The line of riot police held absolutely still, fire burning on the steps of the building behind them.
Sense impressions hit him, thoughts, and he turned, saw movement, chaos – no, not chaos, self-organization, as other protesters tackled the man who’d thrown the Molotov, brought him down. Their thoughts brought him images of a bandana-wearing man pinned at the bottom of a scrum, a bag full of bottles with rags stuffed in them separated from him.
We can do this, Rangan thought. We can do this.
Then the hate hit him.
Breece watched and waited from within the crowd. The memory of the fight with Kate still lingered. Could she be right? Was this a step too far? These people here… as he looked around, he saw some who wanted what he wanted. More freedom. For themselves. For Americans. For humanity.
Maybe Kate was right. Maybe they’d done enough. Maybe the cause had spread now. Maybe all these protesters could win the day.

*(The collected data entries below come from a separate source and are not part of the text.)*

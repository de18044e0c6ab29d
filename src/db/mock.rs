//! In-memory repository implementations for unit tests.
//!
//! These mirror the semantics of the Mongo implementations, including the
//! dense-order maintenance of the slide repository, so handler logic can be
//! exercised without a database.

use std::sync::Mutex;

use async_trait::async_trait;
use bson::oid::ObjectId;

use crate::db::comment_repository::CommentRepository;
use crate::db::document_repository::{DocumentRepository, DocumentUpdate};
use crate::db::models::{Comment, Document, Slide};
use crate::db::slide_repository::{SlideRepository, SlideUpdate};
use crate::error::AppError;
use crate::storage::client::StorageClient;

#[derive(Default)]
pub struct MockDocumentRepository {
    pub documents: Mutex<Vec<Document>>,
}

#[async_trait]
impl DocumentRepository for MockDocumentRepository {
    async fn create(&self, mut doc: Document) -> Result<Document, AppError> {
        doc.id = Some(ObjectId::new());
        self.documents.lock().unwrap().push(doc.clone());
        Ok(doc)
    }

    async fn find_by_id(&self, id: &ObjectId) -> Result<Option<Document>, AppError> {
        Ok(self
            .documents
            .lock()
            .unwrap()
            .iter()
            .find(|d| d.id.as_ref() == Some(id))
            .cloned())
    }

    async fn list(&self, search: Option<&str>) -> Result<Vec<Document>, AppError> {
        let mut docs: Vec<Document> = self
            .documents
            .lock()
            .unwrap()
            .iter()
            .filter(|d| match search {
                Some(term) if !term.is_empty() => {
                    let term = term.to_lowercase();
                    d.title.to_lowercase().contains(&term)
                        || d.description.to_lowercase().contains(&term)
                }
                _ => true,
            })
            .cloned()
            .collect();
        docs.sort_by(|a, b| b.created_at.cmp(&a.created_at));
        Ok(docs)
    }

    async fn list_by_author(&self, author: &str) -> Result<Vec<Document>, AppError> {
        let mut docs: Vec<Document> = self
            .documents
            .lock()
            .unwrap()
            .iter()
            .filter(|d| d.author == author)
            .cloned()
            .collect();
        docs.sort_by(|a, b| b.created_at.cmp(&a.created_at));
        Ok(docs)
    }

    async fn update(
        &self,
        id: &ObjectId,
        update: DocumentUpdate,
    ) -> Result<Option<Document>, AppError> {
        let mut docs = self.documents.lock().unwrap();
        let Some(doc) = docs.iter_mut().find(|d| d.id.as_ref() == Some(id)) else {
            return Ok(None);
        };
        if let Some(title) = update.title {
            doc.title = title;
        }
        if let Some(description) = update.description {
            doc.description = description;
        }
        doc.updated_at = chrono::Utc::now();
        Ok(Some(doc.clone()))
    }

    async fn delete(&self, id: &ObjectId) -> Result<bool, AppError> {
        let mut docs = self.documents.lock().unwrap();
        let before = docs.len();
        docs.retain(|d| d.id.as_ref() != Some(id));
        Ok(docs.len() < before)
    }

    async fn toggle_like(
        &self,
        id: &ObjectId,
        user_id: &str,
    ) -> Result<Option<Document>, AppError> {
        let mut docs = self.documents.lock().unwrap();
        let Some(doc) = docs.iter_mut().find(|d| d.id.as_ref() == Some(id)) else {
            return Ok(None);
        };
        if let Some(pos) = doc.likes.iter().position(|l| l == user_id) {
            doc.likes.remove(pos);
        } else {
            doc.likes.push(user_id.to_string());
        }
        Ok(Some(doc.clone()))
    }
}

#[derive(Default)]
pub struct MockSlideRepository {
    pub slides: Mutex<Vec<Slide>>,
}

#[async_trait]
impl SlideRepository for MockSlideRepository {
    async fn append(&self, mut slide: Slide) -> Result<Slide, AppError> {
        let mut slides = self.slides.lock().unwrap();
        // Order assigned under the same lock that guards the insert, like
        // the Mongo implementation counts inside its transaction.
        slide.order = slides
            .iter()
            .filter(|s| s.document_id == slide.document_id)
            .count() as i64;
        slide.id = Some(ObjectId::new());
        slides.push(slide.clone());
        Ok(slide)
    }

    async fn find_by_id(&self, id: &ObjectId) -> Result<Option<Slide>, AppError> {
        Ok(self
            .slides
            .lock()
            .unwrap()
            .iter()
            .find(|s| s.id.as_ref() == Some(id))
            .cloned())
    }

    async fn list_for_document(&self, document_id: &ObjectId) -> Result<Vec<Slide>, AppError> {
        let mut slides: Vec<Slide> = self
            .slides
            .lock()
            .unwrap()
            .iter()
            .filter(|s| &s.document_id == document_id)
            .cloned()
            .collect();
        slides.sort_by_key(|s| s.order);
        Ok(slides)
    }

    async fn count_for_document(&self, document_id: &ObjectId) -> Result<u64, AppError> {
        Ok(self
            .slides
            .lock()
            .unwrap()
            .iter()
            .filter(|s| &s.document_id == document_id)
            .count() as u64)
    }

    async fn update(
        &self,
        id: &ObjectId,
        update: SlideUpdate,
    ) -> Result<Option<Slide>, AppError> {
        let mut slides = self.slides.lock().unwrap();
        let Some(slide) = slides.iter_mut().find(|s| s.id.as_ref() == Some(id)) else {
            return Ok(None);
        };
        if let Some(blocks) = update.content_blocks {
            slide.content_blocks = blocks;
        }
        if let Some(content) = update.content {
            slide.content = Some(content);
        }
        if let Some(content_type) = update.content_type {
            slide.content_type = Some(content_type);
        }
        Ok(Some(slide.clone()))
    }

    async fn delete_and_close_gap(&self, slide: &Slide) -> Result<(), AppError> {
        let mut slides = self.slides.lock().unwrap();
        slides.retain(|s| s.id != slide.id);
        for s in slides.iter_mut() {
            if s.document_id == slide.document_id && s.order > slide.order {
                s.order -= 1;
            }
        }
        Ok(())
    }

    async fn insert_after(&self, after_order: i64, mut slide: Slide) -> Result<Slide, AppError> {
        let mut slides = self.slides.lock().unwrap();
        let count = slides
            .iter()
            .filter(|s| s.document_id == slide.document_id)
            .count() as i64;
        if after_order < -1 || after_order >= count {
            return Err(AppError::invalid_field(
                "afterOrder",
                "afterOrder must be -1 or the order of an existing slide",
            ));
        }
        for s in slides.iter_mut() {
            if s.document_id == slide.document_id && s.order > after_order {
                s.order += 1;
            }
        }
        slide.id = Some(ObjectId::new());
        slide.order = after_order + 1;
        slides.push(slide.clone());
        Ok(slide)
    }

    async fn apply_order(
        &self,
        document_id: &ObjectId,
        assignments: &[(ObjectId, i64)],
    ) -> Result<(), AppError> {
        let mut slides = self.slides.lock().unwrap();
        for (slide_id, new_order) in assignments {
            if let Some(slide) = slides
                .iter_mut()
                .find(|s| s.id.as_ref() == Some(slide_id) && &s.document_id == document_id)
            {
                slide.order = *new_order;
            }
        }
        Ok(())
    }

    async fn delete_for_document(&self, document_id: &ObjectId) -> Result<u64, AppError> {
        let mut slides = self.slides.lock().unwrap();
        let before = slides.len();
        slides.retain(|s| &s.document_id != document_id);
        Ok((before - slides.len()) as u64)
    }
}

#[derive(Default)]
pub struct MockCommentRepository {
    pub comments: Mutex<Vec<Comment>>,
}

#[async_trait]
impl CommentRepository for MockCommentRepository {
    async fn create(&self, mut comment: Comment) -> Result<Comment, AppError> {
        comment.id = Some(ObjectId::new());
        self.comments.lock().unwrap().push(comment.clone());
        Ok(comment)
    }

    async fn find_by_id(&self, id: &ObjectId) -> Result<Option<Comment>, AppError> {
        Ok(self
            .comments
            .lock()
            .unwrap()
            .iter()
            .find(|c| c.id.as_ref() == Some(id))
            .cloned())
    }

    async fn list_for_slide(&self, slide_id: &ObjectId) -> Result<Vec<Comment>, AppError> {
        let mut comments: Vec<Comment> = self
            .comments
            .lock()
            .unwrap()
            .iter()
            .filter(|c| &c.slide_id == slide_id)
            .cloned()
            .collect();
        comments.sort_by(|a, b| a.created_at.cmp(&b.created_at));
        Ok(comments)
    }

    async fn list_for_document(&self, document_id: &ObjectId) -> Result<Vec<Comment>, AppError> {
        let mut comments: Vec<Comment> = self
            .comments
            .lock()
            .unwrap()
            .iter()
            .filter(|c| &c.document_id == document_id)
            .cloned()
            .collect();
        comments.sort_by(|a, b| b.created_at.cmp(&a.created_at));
        Ok(comments)
    }

    async fn list_for_documents(
        &self,
        document_ids: &[ObjectId],
    ) -> Result<Vec<Comment>, AppError> {
        let mut comments: Vec<Comment> = self
            .comments
            .lock()
            .unwrap()
            .iter()
            .filter(|c| document_ids.contains(&c.document_id))
            .cloned()
            .collect();
        comments.sort_by(|a, b| b.created_at.cmp(&a.created_at));
        Ok(comments)
    }

    async fn update_text(
        &self,
        id: &ObjectId,
        text: String,
    ) -> Result<Option<Comment>, AppError> {
        let mut comments = self.comments.lock().unwrap();
        let Some(comment) = comments.iter_mut().find(|c| c.id.as_ref() == Some(id)) else {
            return Ok(None);
        };
        comment.text = text;
        Ok(Some(comment.clone()))
    }

    async fn delete(&self, id: &ObjectId) -> Result<bool, AppError> {
        let mut comments = self.comments.lock().unwrap();
        let before = comments.len();
        comments.retain(|c| c.id.as_ref() != Some(id));
        Ok(comments.len() < before)
    }

    async fn delete_for_document(&self, document_id: &ObjectId) -> Result<u64, AppError> {
        let mut comments = self.comments.lock().unwrap();
        let before = comments.len();
        comments.retain(|c| &c.document_id != document_id);
        Ok((before - comments.len()) as u64)
    }
}

#[derive(Default)]
pub struct MockStorage {
    pub objects: Mutex<std::collections::HashMap<String, Vec<u8>>>,
}

#[async_trait]
impl StorageClient for MockStorage {
    async fn put_object(&self, key: &str, content: Vec<u8>) -> Result<(), AppError> {
        self.objects
            .lock()
            .unwrap()
            .insert(key.to_string(), content);
        Ok(())
    }

    async fn get_object(&self, key: &str) -> Result<Option<Vec<u8>>, AppError> {
        Ok(self.objects.lock().unwrap().get(key).cloned())
    }

    async fn delete_object(&self, key: &str) -> Result<bool, AppError> {
        Ok(self.objects.lock().unwrap().remove(key).is_some())
    }
}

Then Klein, that sanctimonious bastard, appeared on the screen. Breece knew it was over then. Klein would never be reading for a majority that had found for Kim. His hand closed around the transmitter that would start the ball rolling.
“So Ordered!”
Still he didn’t press the button. What would the crowd do?
“YOU ARE ORDERED TO LEAVE THE PARK IMMEDIATELY!”
His thumb crept closer, but he didn’t press. Would they fight? Would they rise up? Now that they’d been told to go home, to be good little citizens and do as they were told? Would a hundred thousand protesters rip the guns out of the hands of a thousand cops, and start the revolution?
Come on, he whispered to himself. Do it. Show me you can do it. Show me you can do it without me .
A single Molotov flew into the air, and he cheered.
Yes! You can do it! You don’t need me! His hand relaxed in his pocket. They weren’t all sheep after all.
Then the crowd tackled the thrower, tackled the one who’d had the balls to fight.